## Exercise:
Retype the data that follows with no alterations, please.

Dataset entries:

════════════════

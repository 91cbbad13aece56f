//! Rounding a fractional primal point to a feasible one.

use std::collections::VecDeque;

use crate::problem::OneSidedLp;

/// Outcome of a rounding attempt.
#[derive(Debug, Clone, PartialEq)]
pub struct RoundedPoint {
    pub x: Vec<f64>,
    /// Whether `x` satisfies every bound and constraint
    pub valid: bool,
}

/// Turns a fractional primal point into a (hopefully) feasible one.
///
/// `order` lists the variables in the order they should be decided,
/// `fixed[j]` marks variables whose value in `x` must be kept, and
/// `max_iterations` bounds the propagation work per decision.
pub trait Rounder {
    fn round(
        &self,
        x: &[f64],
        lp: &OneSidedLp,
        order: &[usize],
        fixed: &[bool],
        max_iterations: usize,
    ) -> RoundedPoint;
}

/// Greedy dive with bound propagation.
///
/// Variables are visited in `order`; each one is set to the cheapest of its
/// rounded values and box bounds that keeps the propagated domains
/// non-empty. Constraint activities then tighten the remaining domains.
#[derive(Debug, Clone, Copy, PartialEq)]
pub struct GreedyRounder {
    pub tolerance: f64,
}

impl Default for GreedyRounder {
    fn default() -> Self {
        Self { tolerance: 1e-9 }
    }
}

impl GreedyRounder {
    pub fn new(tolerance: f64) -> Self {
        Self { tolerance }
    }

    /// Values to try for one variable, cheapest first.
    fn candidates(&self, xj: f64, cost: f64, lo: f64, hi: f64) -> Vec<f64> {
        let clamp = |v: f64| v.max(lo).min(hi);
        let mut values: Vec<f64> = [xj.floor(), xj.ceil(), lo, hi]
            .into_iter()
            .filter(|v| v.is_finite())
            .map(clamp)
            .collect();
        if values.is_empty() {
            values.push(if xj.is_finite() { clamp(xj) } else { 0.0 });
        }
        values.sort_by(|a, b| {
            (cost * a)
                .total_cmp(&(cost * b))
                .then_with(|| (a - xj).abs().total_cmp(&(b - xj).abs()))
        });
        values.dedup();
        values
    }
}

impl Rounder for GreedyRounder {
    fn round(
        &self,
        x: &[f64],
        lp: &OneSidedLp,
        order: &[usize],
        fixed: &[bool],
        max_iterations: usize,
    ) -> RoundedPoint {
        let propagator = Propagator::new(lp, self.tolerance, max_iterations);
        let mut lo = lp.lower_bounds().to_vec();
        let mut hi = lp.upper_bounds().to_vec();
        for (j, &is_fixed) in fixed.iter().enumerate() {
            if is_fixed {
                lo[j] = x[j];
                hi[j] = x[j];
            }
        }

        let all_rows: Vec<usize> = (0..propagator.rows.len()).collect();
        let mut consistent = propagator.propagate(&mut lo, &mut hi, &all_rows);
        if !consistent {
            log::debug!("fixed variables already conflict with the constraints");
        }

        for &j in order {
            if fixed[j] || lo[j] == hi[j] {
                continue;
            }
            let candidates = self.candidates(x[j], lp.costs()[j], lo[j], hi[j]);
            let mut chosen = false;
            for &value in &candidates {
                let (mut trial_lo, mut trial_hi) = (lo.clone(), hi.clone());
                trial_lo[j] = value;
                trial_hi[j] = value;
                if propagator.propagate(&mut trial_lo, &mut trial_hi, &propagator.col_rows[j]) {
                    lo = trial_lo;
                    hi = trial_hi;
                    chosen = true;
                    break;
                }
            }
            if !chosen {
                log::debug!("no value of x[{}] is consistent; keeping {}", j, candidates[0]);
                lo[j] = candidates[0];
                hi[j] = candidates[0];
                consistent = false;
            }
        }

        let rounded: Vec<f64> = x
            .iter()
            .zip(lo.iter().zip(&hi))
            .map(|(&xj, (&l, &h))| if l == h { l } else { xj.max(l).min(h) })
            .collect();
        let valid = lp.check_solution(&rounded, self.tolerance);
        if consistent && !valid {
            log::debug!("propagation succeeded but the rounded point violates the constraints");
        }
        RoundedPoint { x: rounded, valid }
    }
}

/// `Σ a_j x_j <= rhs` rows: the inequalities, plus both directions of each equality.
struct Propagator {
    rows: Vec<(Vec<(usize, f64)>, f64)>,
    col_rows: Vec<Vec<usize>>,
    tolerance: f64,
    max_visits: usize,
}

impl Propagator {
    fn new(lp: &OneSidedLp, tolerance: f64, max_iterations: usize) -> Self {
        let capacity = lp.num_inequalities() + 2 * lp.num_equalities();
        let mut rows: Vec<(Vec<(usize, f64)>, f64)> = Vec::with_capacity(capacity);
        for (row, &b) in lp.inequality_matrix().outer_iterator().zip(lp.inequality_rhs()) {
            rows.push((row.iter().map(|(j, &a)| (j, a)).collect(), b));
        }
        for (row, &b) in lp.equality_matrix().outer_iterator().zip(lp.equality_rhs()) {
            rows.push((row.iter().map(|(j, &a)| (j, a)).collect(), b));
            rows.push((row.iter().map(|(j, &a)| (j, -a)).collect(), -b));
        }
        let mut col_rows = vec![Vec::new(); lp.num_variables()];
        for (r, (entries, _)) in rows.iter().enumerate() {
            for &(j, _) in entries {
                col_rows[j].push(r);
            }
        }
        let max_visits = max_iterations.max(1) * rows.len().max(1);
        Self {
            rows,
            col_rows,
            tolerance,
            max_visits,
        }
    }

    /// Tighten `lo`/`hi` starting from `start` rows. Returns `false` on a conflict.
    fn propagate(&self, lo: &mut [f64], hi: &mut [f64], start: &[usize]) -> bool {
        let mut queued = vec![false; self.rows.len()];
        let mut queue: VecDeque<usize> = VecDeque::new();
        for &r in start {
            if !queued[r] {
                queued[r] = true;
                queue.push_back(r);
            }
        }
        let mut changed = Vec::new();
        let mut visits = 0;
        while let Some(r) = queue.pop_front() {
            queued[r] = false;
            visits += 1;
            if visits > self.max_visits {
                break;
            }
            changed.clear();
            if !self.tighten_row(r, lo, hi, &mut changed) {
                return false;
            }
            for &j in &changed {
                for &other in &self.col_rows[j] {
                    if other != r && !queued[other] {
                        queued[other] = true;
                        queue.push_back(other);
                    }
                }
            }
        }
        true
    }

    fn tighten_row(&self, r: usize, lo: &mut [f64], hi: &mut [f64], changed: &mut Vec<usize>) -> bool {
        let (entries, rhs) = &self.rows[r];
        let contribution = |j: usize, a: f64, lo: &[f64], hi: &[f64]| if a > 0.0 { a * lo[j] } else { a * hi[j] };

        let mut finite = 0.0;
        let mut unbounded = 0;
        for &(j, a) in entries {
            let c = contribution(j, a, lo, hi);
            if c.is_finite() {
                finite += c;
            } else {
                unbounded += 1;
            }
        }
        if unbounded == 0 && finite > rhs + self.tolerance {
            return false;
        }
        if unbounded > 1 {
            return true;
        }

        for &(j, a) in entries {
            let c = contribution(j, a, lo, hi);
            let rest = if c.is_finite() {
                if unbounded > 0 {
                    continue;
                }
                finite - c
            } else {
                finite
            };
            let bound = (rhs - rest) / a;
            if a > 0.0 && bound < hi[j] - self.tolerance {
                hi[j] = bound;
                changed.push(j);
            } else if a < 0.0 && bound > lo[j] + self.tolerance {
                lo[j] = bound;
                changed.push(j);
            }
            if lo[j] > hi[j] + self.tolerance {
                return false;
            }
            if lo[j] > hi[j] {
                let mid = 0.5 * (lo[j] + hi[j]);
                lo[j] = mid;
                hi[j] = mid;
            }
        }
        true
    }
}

════════════════

## Response area:
repository 91cbbad13aece56f
//! Rounding a fractional primal point to a feasible one.

use std::collections::VecDeque;

use crate::problem::OneSidedLp;

/// Outcome of a rounding attempt.
#[derive(Debug, Clone, PartialEq)]
pub struct RoundedPoint {
    pub x: Vec<f64>,
    /// Whether `x` satisfies every bound and constraint
    pub valid: bool,
}

/// Turns a fractional primal point into a (hopefully) feasible one.
///
/// `order` lists the variables in the order they should be decided,
/// `fixed[j]` marks variables whose value in `x` must be kept, and
/// `max_iterations` bounds the propagation work per decision.
pub trait Rounder {
    fn round(
        &self,
        x: &[f64],
        lp: &OneSidedLp,
        order: &[usize],
        fixed: &[bool],
        max_iterations: usize,
    ) -> RoundedPoint;
}

/// Greedy dive with bound propagation.
///
/// Variables are visited in `order`; each one is set to the cheapest of its
/// rounded values and box bounds that keeps the propagated domains
/// non-empty. Constraint activities then tighten the remaining domains.
#[derive(Debug, Clone, Copy, PartialEq)]
pub struct GreedyRounder {
    pub tolerance: f64,
}

impl Default for GreedyRounder {
    fn default() -> Self {
        Self { tolerance: 1e-9 }
    }
}

impl GreedyRounder {
    pub fn new(tolerance: f64) -> Self {
        Self { tolerance }
    }

    /// Values to try for one variable, cheapest first.
    fn candidates(&self, xj: f64, cost: f64, lo: f64, hi: f64) -> Vec<f64> {
        let clamp = |v: f64| v.max(lo).min(hi);
        let mut values: Vec<f64> = [xj.floor(), xj.ceil(), lo, hi]
            .into_iter()
            .filter(|v| v.is_finite())
            .map(clamp)
            .collect();
        if values.is_empty() {
            values.push(if xj.is_finite() { clamp(xj) } else { 0.0 });
        }
        values.sort_by(|a, b| {
            (cost * a)
                .total_cmp(&(cost * b))
                .then_with(|| (a - xj).abs().total_cmp(&(b - xj).abs()))
        });
        values.dedup();
        values
    }
}

impl Rounder for GreedyRounder {
    fn round(
        &self,
        x: &[f64],
        lp: &OneSidedLp,
        order: &[usize],
        fixed: &[bool],
        max_iterations: usize,
    ) -> RoundedPoint {
        let propagator = Propagator::new(lp, self.tolerance, max_iterations);
        let mut lo = lp.lower_bounds().to_vec();
        let mut hi = lp.upper_bounds().to_vec();
        for (j, &is_fixed) in fixed.iter().enumerate() {
            if is_fixed {
                lo[j] = x[j];
                hi[j] = x[j];
            }
        }

        let all_rows: Vec<usize> = (0..propagator.rows.len()).collect();
        let mut consistent = propagator.propagate(&mut lo, &mut hi, &all_rows);
        if !consistent {
            log::debug!("fixed variables already conflict with the constraints");
        }

        for &j in order {
            if fixed[j] || lo[j] == hi[j] {
                continue;
            }
            let candidates = self.candidates(x[j], lp.costs()[j], lo[j], hi[j]);
            let mut chosen = false;
            for &value in &candidates {
                let (mut trial_lo, mut trial_hi) = (lo.clone(), hi.clone());
                trial_lo[j] = value;
                trial_hi[j] = value;
                if propagator.propagate(&mut trial_lo, &mut trial_hi, &propagator.col_rows[j]) {
                    lo = trial_lo;
                    hi = trial_hi;
                    chosen = true;
                    break;
                }
            }
            if !chosen {
                log::debug!("no value of x[{}] is consistent; keeping {}", j, candidates[0]);
                lo[j] = candidates[0];
                hi[j] = candidates[0];
                consistent = false;
            }
        }

        let rounded: Vec<f64> = x
            .iter()
            .zip(lo.iter().zip(&hi))
            .map(|(&xj, (&l, &h))| if l == h { l } else { xj.max(l).min(h) })
            .collect();
        let valid = lp.check_solution(&rounded, self.tolerance);
        if consistent && !valid {
            log::debug!("propagation succeeded but the rounded point violates the constraints");
        }
        RoundedPoint { x: rounded, valid }
    }
}

/// `Σ a_j x_j <= rhs` rows: the inequalities, plus both directions of each equality.
struct Propagator {
    rows: Vec<(Vec<(usize, f64)>, f64)>,
    col_rows: Vec<Vec<usize>>,
    tolerance: f64,
    max_visits: usize,
}

impl Propagator {
    fn new(lp: &OneSidedLp, tolerance: f64, max_iterations: usize) -> Self {
        let capacity = lp.num_inequalities() + 2 * lp.num_equalities();
        let mut rows: Vec<(Vec<(usize, f64)>, f64)> = Vec::with_capacity(capacity);
        for (row, &b) in lp.inequality_matrix().outer_iterator().zip(lp.inequality_rhs()) {
            rows.push((row.iter().map(|(j, &a)| (j, a)).collect(), b));
        }
        for (row, &b) in lp.equality_matrix().outer_iterator().zip(lp.equality_rhs()) {
            rows.push((row.iter().map(|(j, &a)| (j, a)).collect(), b));
            rows.push((row.iter().map(|(j, &a)| (j, -a)).collect(), -b));
        }
        let mut col_rows = vec![Vec::new(); lp.num_variables()];
        for (r, (entries, _)) in rows.iter().enumerate() {
            for &(j, _) in entries {
                col_rows[j].push(r);
            }
        }
        let max_visits = max_iterations.max(1) * rows.len().max(1);
        Self {
            rows,
            col_rows,
            tolerance,
            max_visits,
        }
    }

    /// Tighten `lo`/`hi` starting from `start` rows. Returns `false` on a conflict.
    fn propagate(&self, lo: &mut [f64], hi: &mut [f64], start: &[usize]) -> bool {
        let mut queued = vec![false; self.rows.len()];
        let mut queue: VecDeque<usize> = VecDeque::new();
        for &r in start {
            if !queued[r] {
                queued[r] = true;
                queue.push_back(r);
            }
        }
        let mut changed = Vec::new();
        let mut visits = 0;
        while let Some(r) = queue.pop_front() {
            queued[r] = false;
            visits += 1;
            if visits > self.max_visits {
                break;
            }
            changed.clear();
            if !self.tighten_row(r, lo, hi, &mut changed) {
                return false;
            }
            for &j in &changed {
                for &other in &self.col_rows[j] {
                    if other != r && !queued[other] {
                        queued[other] = true;
                        queue.push_back(other);
                    }
                }
            }
        }
        true
    }

    fn tighten_row(&self, r: usize, lo: &mut [f64], hi: &mut [f64], changed: &mut Vec<usize>) -> bool {
        let (entries, rhs) = &self.rows[r];
        let contribution = |j: usize, a: f64, lo: &[f64], hi: &[f64]| if a > 0.0 { a * lo[j] } else { a * hi[j] };

        let mut finite = 0.0;
        let mut unbounded = 0;
        for &(j, a) in entries {
            let c = contribution(j, a, lo, hi);
            if c.is_finite() {
                finite += c;
            } else {
                unbounded += 1;
            }
        }
        if unbounded == 0 && finite > rhs + self.tolerance {
            return false;
        }
        if unbounded > 1 {
            return true;
        }

        for &(j, a) in entries {
            let c = contribution(j, a, lo, hi);
            let rest = if c.is_finite() {
                if unbounded > 0 {
                    continue;
                }
                finite - c
            } else {
                finite
            };
            let bound = (rhs - rest) / a;
            if a > 0.0 && bound < hi[j] - self.tolerance {
                hi[j] = bound;
                changed.push(j);
            } else if a < 0.0 && bound > lo[j] + self.tolerance {
                lo[j] = bound;
                changed.push(j);
            }
            if lo[j] > hi[j] + self.tolerance {
                return false;
            }
            if lo[j] > hi[j] {
                let mid = 0.5 * (lo[j] + hi[j]);
                lo[j] = mid;
                hi[j] = mid;
            }
        }
        true
    }
}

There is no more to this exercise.